(Beginning of DATA LISTING)

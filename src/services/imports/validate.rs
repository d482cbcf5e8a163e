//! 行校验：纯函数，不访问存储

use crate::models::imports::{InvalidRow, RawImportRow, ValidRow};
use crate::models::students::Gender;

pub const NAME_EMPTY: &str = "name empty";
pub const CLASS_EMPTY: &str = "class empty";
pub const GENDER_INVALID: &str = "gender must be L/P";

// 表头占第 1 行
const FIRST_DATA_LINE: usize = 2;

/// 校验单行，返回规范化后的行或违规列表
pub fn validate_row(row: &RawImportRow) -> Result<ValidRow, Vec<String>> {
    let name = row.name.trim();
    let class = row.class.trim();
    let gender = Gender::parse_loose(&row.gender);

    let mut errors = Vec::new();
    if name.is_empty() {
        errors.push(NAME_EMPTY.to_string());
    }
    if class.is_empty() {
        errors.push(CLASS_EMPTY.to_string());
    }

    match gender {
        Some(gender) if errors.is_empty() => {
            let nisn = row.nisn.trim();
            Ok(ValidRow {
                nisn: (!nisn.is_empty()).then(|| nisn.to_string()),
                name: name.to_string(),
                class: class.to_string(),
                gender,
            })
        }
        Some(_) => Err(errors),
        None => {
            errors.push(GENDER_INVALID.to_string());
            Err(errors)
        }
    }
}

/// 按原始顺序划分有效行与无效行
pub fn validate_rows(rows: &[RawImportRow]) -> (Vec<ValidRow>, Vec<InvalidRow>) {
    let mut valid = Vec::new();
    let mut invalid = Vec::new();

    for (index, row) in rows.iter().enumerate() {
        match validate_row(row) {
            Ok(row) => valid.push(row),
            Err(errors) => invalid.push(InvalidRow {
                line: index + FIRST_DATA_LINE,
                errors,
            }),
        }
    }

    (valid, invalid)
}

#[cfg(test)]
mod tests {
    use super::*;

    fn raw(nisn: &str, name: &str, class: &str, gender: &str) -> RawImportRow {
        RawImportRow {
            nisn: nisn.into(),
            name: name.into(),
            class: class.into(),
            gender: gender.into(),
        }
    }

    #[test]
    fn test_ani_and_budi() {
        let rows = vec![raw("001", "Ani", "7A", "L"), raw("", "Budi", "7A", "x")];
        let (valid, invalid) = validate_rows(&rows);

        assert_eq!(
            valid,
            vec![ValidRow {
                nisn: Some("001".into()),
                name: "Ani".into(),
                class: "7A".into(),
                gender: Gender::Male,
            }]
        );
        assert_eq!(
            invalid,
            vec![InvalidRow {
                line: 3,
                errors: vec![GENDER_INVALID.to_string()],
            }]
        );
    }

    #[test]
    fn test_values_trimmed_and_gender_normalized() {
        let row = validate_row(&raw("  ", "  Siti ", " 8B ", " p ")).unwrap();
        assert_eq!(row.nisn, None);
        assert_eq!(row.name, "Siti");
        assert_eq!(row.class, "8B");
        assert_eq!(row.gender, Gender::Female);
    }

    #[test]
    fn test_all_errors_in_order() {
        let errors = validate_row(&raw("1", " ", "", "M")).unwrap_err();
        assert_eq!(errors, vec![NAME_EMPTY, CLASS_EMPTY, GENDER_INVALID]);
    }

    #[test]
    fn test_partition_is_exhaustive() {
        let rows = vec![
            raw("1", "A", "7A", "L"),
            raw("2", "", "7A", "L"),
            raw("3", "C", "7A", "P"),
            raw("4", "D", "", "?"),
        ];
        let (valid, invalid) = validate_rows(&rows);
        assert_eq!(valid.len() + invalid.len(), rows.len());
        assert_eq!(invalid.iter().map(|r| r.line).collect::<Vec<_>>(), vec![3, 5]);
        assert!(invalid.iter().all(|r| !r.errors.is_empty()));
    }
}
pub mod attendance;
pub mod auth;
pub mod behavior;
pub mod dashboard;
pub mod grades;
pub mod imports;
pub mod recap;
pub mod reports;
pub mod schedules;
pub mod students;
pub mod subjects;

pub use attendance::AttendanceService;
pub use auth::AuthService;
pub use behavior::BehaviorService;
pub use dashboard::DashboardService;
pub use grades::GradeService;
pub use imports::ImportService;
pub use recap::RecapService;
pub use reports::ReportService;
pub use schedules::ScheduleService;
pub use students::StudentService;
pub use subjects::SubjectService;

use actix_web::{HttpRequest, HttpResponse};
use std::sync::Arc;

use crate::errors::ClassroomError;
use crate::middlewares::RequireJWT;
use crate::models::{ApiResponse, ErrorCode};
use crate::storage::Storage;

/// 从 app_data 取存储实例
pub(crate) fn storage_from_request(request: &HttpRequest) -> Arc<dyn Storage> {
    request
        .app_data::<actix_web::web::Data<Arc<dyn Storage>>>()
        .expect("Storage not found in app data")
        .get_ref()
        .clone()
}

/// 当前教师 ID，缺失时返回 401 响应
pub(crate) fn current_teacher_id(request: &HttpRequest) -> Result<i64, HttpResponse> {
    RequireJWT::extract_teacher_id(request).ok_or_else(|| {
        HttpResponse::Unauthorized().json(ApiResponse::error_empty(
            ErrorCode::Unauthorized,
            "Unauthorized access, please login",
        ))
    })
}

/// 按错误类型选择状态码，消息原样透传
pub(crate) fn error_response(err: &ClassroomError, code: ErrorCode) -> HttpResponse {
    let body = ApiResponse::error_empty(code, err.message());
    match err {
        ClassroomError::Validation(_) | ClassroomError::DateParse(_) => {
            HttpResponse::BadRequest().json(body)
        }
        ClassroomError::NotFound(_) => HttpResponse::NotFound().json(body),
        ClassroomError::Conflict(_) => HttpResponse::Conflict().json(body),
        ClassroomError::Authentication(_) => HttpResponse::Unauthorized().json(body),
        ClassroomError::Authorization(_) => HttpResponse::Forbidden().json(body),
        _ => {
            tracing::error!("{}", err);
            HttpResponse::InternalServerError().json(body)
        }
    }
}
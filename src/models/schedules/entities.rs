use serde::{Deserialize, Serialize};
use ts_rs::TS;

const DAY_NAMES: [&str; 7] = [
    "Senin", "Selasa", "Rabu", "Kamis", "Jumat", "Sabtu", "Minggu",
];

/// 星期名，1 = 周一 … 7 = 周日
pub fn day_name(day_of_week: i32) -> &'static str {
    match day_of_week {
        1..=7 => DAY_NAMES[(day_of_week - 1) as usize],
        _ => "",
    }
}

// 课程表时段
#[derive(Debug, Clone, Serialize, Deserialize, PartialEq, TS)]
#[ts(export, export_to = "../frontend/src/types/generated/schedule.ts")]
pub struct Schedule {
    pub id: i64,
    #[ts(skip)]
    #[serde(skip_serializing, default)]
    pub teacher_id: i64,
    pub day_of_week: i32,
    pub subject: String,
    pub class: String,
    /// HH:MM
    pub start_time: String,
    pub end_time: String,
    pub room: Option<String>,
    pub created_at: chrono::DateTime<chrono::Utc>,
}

(End of DATA LISTING)
(Beginning of DATA LISTING)

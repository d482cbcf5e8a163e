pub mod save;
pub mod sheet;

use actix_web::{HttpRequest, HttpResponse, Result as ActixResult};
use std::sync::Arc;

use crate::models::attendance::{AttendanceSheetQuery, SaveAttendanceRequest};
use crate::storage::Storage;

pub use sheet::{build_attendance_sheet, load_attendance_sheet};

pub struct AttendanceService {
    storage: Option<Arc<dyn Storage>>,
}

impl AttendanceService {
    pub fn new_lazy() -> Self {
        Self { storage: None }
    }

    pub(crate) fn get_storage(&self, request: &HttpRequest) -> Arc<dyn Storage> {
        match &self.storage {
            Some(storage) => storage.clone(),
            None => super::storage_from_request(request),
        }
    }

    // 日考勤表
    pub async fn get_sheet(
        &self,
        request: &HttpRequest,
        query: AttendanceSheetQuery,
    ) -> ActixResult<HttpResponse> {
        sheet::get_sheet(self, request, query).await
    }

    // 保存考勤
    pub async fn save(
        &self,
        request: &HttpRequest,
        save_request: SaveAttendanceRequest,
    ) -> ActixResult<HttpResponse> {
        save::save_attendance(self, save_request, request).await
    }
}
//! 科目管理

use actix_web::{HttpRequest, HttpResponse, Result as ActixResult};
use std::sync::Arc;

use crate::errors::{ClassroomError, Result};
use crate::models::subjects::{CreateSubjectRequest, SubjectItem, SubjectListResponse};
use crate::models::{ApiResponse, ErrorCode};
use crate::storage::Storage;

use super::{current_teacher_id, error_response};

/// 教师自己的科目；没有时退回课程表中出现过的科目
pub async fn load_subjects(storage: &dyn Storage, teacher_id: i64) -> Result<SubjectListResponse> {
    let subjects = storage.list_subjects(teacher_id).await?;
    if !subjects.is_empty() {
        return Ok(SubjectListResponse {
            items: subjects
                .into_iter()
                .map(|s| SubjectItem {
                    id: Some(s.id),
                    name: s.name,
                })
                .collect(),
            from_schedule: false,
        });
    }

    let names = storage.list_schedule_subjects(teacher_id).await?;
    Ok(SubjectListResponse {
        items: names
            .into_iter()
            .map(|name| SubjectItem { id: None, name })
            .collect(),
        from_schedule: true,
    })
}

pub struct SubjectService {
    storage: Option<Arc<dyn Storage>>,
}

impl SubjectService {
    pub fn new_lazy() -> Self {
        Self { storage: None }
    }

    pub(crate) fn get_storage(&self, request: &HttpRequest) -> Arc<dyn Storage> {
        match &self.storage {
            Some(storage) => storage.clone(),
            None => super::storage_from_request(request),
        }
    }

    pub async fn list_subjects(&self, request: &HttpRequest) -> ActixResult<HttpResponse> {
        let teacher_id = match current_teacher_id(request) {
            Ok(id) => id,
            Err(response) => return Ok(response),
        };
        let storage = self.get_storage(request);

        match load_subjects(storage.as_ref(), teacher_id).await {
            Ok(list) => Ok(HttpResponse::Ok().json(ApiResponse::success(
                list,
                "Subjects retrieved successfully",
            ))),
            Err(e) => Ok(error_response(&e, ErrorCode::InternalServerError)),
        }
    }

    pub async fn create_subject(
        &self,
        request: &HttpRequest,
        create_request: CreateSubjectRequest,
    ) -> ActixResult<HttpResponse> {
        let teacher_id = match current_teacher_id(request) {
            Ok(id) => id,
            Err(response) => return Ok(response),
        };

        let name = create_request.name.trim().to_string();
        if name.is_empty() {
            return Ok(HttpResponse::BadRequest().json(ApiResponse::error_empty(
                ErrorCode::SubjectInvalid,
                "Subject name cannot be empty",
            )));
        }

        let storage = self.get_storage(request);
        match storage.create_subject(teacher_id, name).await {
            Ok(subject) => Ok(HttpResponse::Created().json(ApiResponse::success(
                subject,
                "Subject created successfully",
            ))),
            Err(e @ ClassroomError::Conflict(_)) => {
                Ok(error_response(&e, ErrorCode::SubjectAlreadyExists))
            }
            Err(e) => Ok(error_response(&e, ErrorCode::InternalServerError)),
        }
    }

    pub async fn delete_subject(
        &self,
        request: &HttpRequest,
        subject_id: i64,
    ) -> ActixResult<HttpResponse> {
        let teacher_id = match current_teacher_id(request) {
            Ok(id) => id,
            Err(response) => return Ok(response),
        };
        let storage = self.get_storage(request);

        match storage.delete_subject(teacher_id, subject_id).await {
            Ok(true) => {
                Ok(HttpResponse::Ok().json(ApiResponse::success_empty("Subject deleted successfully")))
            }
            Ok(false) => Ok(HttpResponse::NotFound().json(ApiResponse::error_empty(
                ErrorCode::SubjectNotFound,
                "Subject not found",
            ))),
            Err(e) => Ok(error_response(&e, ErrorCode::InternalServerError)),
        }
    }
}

(End of DATA LISTING)
(Beginning of DATA LISTING)

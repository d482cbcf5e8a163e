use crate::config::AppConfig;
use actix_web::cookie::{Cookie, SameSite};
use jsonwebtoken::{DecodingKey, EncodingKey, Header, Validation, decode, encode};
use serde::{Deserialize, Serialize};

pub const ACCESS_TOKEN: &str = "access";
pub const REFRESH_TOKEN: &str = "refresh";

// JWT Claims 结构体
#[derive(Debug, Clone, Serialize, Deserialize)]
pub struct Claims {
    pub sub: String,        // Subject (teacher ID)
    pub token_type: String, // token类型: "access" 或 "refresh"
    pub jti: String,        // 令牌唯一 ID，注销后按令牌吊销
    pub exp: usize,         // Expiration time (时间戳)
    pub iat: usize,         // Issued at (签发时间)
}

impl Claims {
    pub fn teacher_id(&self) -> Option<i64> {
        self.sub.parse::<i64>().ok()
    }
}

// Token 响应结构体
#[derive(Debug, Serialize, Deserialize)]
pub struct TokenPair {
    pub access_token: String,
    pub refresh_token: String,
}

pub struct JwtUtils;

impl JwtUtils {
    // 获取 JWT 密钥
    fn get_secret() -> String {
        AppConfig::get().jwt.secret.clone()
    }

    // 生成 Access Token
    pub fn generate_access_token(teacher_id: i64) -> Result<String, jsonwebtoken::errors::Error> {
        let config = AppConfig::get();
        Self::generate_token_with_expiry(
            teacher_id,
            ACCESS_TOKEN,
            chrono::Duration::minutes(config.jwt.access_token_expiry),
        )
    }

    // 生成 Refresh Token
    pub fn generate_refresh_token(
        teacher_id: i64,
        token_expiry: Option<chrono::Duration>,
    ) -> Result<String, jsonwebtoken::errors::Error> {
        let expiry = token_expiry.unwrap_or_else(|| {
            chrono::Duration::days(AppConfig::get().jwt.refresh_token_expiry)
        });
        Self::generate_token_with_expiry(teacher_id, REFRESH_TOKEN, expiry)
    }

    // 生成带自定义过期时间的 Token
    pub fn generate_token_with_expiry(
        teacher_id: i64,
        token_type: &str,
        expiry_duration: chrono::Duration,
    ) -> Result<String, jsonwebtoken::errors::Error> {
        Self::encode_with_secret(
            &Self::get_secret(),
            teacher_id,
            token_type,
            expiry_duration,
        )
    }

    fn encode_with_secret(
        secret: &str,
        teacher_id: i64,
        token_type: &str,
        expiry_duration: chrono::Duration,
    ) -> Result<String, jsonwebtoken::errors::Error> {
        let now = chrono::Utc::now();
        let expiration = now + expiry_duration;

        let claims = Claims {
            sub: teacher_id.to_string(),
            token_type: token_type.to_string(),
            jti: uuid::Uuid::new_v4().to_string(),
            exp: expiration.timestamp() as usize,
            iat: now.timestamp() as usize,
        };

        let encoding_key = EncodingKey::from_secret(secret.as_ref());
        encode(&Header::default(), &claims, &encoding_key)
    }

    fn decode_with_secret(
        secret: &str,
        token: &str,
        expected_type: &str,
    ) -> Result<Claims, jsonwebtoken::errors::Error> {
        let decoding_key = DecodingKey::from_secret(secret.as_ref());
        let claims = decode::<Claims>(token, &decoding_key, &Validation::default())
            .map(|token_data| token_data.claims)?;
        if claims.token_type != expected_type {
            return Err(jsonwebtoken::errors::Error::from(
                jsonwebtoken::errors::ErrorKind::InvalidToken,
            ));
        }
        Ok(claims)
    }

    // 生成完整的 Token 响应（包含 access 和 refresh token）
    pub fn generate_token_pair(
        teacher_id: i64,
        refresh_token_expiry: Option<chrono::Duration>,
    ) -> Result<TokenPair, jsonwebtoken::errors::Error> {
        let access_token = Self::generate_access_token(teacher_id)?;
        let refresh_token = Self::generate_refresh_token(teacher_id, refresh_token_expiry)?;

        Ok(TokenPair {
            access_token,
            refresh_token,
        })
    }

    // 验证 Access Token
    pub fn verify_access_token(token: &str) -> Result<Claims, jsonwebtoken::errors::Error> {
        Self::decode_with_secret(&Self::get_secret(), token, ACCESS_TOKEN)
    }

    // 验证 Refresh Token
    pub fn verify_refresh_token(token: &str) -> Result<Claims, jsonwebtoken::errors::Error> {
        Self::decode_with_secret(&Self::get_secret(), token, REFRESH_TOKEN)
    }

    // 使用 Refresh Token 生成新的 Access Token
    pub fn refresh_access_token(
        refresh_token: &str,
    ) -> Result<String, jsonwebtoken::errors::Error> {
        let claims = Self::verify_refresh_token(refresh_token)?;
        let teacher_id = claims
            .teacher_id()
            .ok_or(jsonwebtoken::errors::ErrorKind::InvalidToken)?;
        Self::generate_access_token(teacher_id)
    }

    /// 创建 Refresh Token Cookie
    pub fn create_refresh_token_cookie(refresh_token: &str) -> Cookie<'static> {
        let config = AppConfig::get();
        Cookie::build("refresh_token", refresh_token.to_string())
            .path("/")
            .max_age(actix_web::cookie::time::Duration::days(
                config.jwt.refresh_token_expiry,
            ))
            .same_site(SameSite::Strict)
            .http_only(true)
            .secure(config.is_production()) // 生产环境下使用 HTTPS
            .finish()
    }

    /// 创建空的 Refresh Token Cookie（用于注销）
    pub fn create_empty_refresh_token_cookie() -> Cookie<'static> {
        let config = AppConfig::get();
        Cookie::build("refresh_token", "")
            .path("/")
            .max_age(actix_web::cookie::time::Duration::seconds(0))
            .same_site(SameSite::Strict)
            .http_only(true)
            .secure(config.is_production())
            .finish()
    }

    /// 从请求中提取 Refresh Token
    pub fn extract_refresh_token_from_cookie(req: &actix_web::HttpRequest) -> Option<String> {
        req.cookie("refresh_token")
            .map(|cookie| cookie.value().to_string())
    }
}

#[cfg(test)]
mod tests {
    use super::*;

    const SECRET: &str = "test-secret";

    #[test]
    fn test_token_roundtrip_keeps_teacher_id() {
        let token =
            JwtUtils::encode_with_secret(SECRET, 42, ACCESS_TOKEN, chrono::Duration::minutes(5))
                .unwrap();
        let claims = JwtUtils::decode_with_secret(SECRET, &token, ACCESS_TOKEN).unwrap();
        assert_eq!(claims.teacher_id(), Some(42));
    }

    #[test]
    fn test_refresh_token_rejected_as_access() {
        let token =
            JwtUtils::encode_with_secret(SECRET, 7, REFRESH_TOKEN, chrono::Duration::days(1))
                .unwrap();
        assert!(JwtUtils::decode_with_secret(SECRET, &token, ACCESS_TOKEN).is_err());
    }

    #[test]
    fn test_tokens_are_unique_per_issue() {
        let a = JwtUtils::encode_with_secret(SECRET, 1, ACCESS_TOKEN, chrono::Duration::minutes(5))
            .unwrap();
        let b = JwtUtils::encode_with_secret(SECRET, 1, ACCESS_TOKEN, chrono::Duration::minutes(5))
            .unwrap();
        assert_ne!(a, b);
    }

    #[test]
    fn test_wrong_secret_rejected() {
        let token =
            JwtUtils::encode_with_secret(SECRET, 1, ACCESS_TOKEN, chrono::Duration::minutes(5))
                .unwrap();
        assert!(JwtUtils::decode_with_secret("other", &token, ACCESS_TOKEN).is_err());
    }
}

(End of DATA LISTING)

◆ ASSIGNMENT
Report the lines above that have the word "secure" in them.

◆ TASK ANSWER
            .secure(config.is_production()) // 生产环境下使用 HTTPS
            .secure(config.is_production())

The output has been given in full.